- Developer: Cowboy Rodeo
- Publisher: Graffiti Entertainment
- Platform: PlayStation Portable
- Release: NA: 14 April 2009;
- Genre: Combat flight simulation
- Modes: Single-player, multiplayer

= Air Conflicts: Aces of World War II =

2009 video game

Air Conflicts: Aces of World War II is a 2009 arcade-style combat flight simulation video game set in World War II. It was developed by Finnish studio Cowboy Rodeo and published by Graffiti Entertainment for the PlayStation Portable in 2009. It is the sequel to Air Conflicts (2006).

==Gameplay==
The game features 13 campaigns with 240 missions in which the player can pick up the task of flying for the US Army Air Force, Royal Air Force, Luftwaffe, or the Red Army Air Force. The game features a multiplayer mode in which up to 8 players can participate through ad-hoc.

== Reception ==
The game received a poor 2/10 review from IGN, being summarized as "painful" and criticized for poor framerate during heavy fighting outside the Pacific Campaign. IGN also noted its clunky controls, imperfect hitboxes leading to munitions ignoring enemy targets, extremely long load times, poor menu design and extensive use of the PSP's battery.
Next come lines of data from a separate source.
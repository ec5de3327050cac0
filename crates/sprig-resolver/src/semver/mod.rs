//! Version selection and constraint representation.
//!
//! Turns a version selector (dist-tag, exact version, range, or `*`) plus a
//! packument into a single concrete version-matching constraint, and keeps
//! the raw/parsed pair together so the engine can intersect and re-encode
//! constraints without reparsing.

use std::fmt;
use std::str::FromStr;

use sprig_core::error::SprigError;
use sprig_core::types::{Comparator, Op, PartialVersion, Version, VersionError, VersionReq};
use sprig_registry::Packument;

use crate::ResolverResult;

/// A resolved version constraint: the manifest-facing string together with
/// its parsed requirement.
#[derive(Debug, Clone, PartialEq, Eq)]
pub struct Constraint {
    raw: String,
    req: VersionReq,
}

/// Outcome of version selection: the concrete matched version and the
/// constraint encoding the selector's operator shape around it.
#[derive(Debug, Clone, PartialEq, Eq)]
pub struct Selected {
    pub version: Version,
    pub constraint: Constraint,
}

impl Constraint {
    /// Parse a constraint from a raw selector string
    pub fn parse(raw: &str) -> Result<Self, VersionError> {
        let req = VersionReq::parse(raw)?;
        Ok(Self {
            raw: raw.trim().to_string(),
            req,
        })
    }

    /// Pin a concrete version exactly
    pub fn pinned(version: &Version) -> Self {
        Self::around(version, Op::Exact, "")
    }

    /// A `~`-range around a concrete version
    pub fn tilde(version: &Version) -> Self {
        Self::around(version, Op::Tilde, "~")
    }

    /// A `^`-range around a concrete version
    pub fn caret(version: &Version) -> Self {
        Self::around(version, Op::Caret, "^")
    }

    fn around(version: &Version, op: Op, prefix: &str) -> Self {
        Self {
            raw: format!("{prefix}{version}"),
            req: VersionReq {
                comparators: vec![Comparator {
                    op,
                    version: PartialVersion {
                        major: version.major,
                        minor: Some(version.minor),
                        patch: Some(version.patch),
                        prerelease: version.prerelease.clone(),
                    },
                }],
            },
        }
    }

    /// The manifest-facing constraint string
    pub fn raw(&self) -> &str {
        &self.raw
    }

    /// The parsed requirement
    pub fn req(&self) -> &VersionReq {
        &self.req
    }

    /// Smallest version this constraint admits
    pub fn min_version(&self) -> Version {
        self.req.min_version()
    }

    /// Non-empty-intersection test
    pub fn intersects(&self, other: &Constraint) -> bool {
        self.req.intersects(&other.req)
    }

    /// Intersection representative of two overlapping constraints.
    ///
    /// Both inputs are upward-bounded interval ranges, so the one with the
    /// greater minimum is contained in the intersection and serves as its
    /// representative. Ties keep `self`, so re-proposing an equal constraint
    /// is a no-op. Callers must have checked `intersects` first.
    pub fn merge(&self, proposed: &Constraint) -> Constraint {
        if proposed.min_version() > self.min_version() {
            proposed.clone()
        } else {
            self.clone()
        }
    }
}

impl fmt::Display for Constraint {
    fn fmt(&self, f: &mut fmt::Formatter<'_>) -> fmt::Result {
        f.write_str(&self.raw)
    }
}

/// Select a concrete version constraint for `selector` out of `packument`.
///
/// 1. A selector matching a dist-tag substitutes that tag's version,
///    `~`-widened when `loose` is set.
/// 2. Anything else must itself parse as a version or range.
/// 3. A bare exact version under `loose` widens to a `~`-range.
/// 4. The maximum published version satisfying the effective selector wins.
/// 5. The result mirrors the effective selector's operator shape: wildcard
///    and exact selectors pin the matched version, `~`/`^` prefixes are
///    preserved around it, and any other range shape becomes a `~`-range
///    around it.
pub fn select(
    packument: &Packument,
    package: &str,
    selector: &str,
    loose: bool,
) -> ResolverResult<Selected> {
    let mut effective = match packument.dist_tags.get(selector) {
        Some(tagged) if loose => format!("~{tagged}"),
        Some(tagged) => tagged.clone(),
        None => selector.to_string(),
    };

    if loose && Version::from_str(&effective).is_ok() {
        effective = format!("~{effective}");
    }

    let req = VersionReq::parse(&effective).map_err(|_| SprigError::InvalidSelector {
        package: package.to_string(),
        selector: selector.to_string(),
    })?;

    let matched = packument
        .versions
        .keys()
        .filter_map(|raw| Version::from_str(raw).ok())
        .filter(|version| req.matches(version))
        .max()
        .ok_or_else(|| SprigError::NoSatisfyingVersion {
            package: package.to_string(),
            selector: selector.to_string(),
        })?;

    let constraint = if effective.starts_with('^') {
        Constraint::caret(&matched)
    } else if effective.starts_with('~') {
        Constraint::tilde(&matched)
    } else if pins_exactly(&req) {
        Constraint::pinned(&matched)
    } else {
        Constraint::tilde(&matched)
    };

    Ok(Selected {
        version: matched,
        constraint,
    })
}

/// Wildcard and fully-specified exact selectors pin to the best match;
/// everything range-shaped stays a range.
fn pins_exactly(req: &VersionReq) -> bool {
    matches!(
        req.comparators.as_slice(),
        [Comparator {
            op: Op::Wildcard,
            ..
        }] | [Comparator {
            op: Op::Exact,
            version: PartialVersion {
                minor: Some(_),
                patch: Some(_),
                ..
            },
        }]
    )
}
//! # sprig-core
//!
//! Core types shared across the sprig crates.
//!
//! This crate provides:
//! - `Version` and `VersionReq` types with npm-flavored range semantics
//! - `Manifest` and `DependencyField` types for package manifests
//! - `SprigError` enum for unified error handling
//!
//! ## Architecture
//!
//! The crate is organized into modules:
//! - `types`: Core data types (Version, Manifest, etc.)
//! - `error`: Error types and result aliases

pub mod error;
pub mod types;

// Re-export commonly used types
pub use error::{SprigError, SprigResult};
pub use types::{
    Comparator, DependencyField, Manifest, Op, PartialVersion, Version, VersionError, VersionReq,
};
Reviews from GameSpot are less critical of the game, mostly having problems with the difficulty of some gameplay parts and design choices. They praised the games dogfights and the amount of content and its variety. Overall GameSpot gives the game a moderate 6/10.

Reviews by Metacritic are relatively poor, at only 36%, with reviews citing poor load times, graphics, presentation, and lack of readable fonts, going so far as to describe the game as "unplayable."

It placed third on GameRants list of Top 10 Worst Sony PSP Games.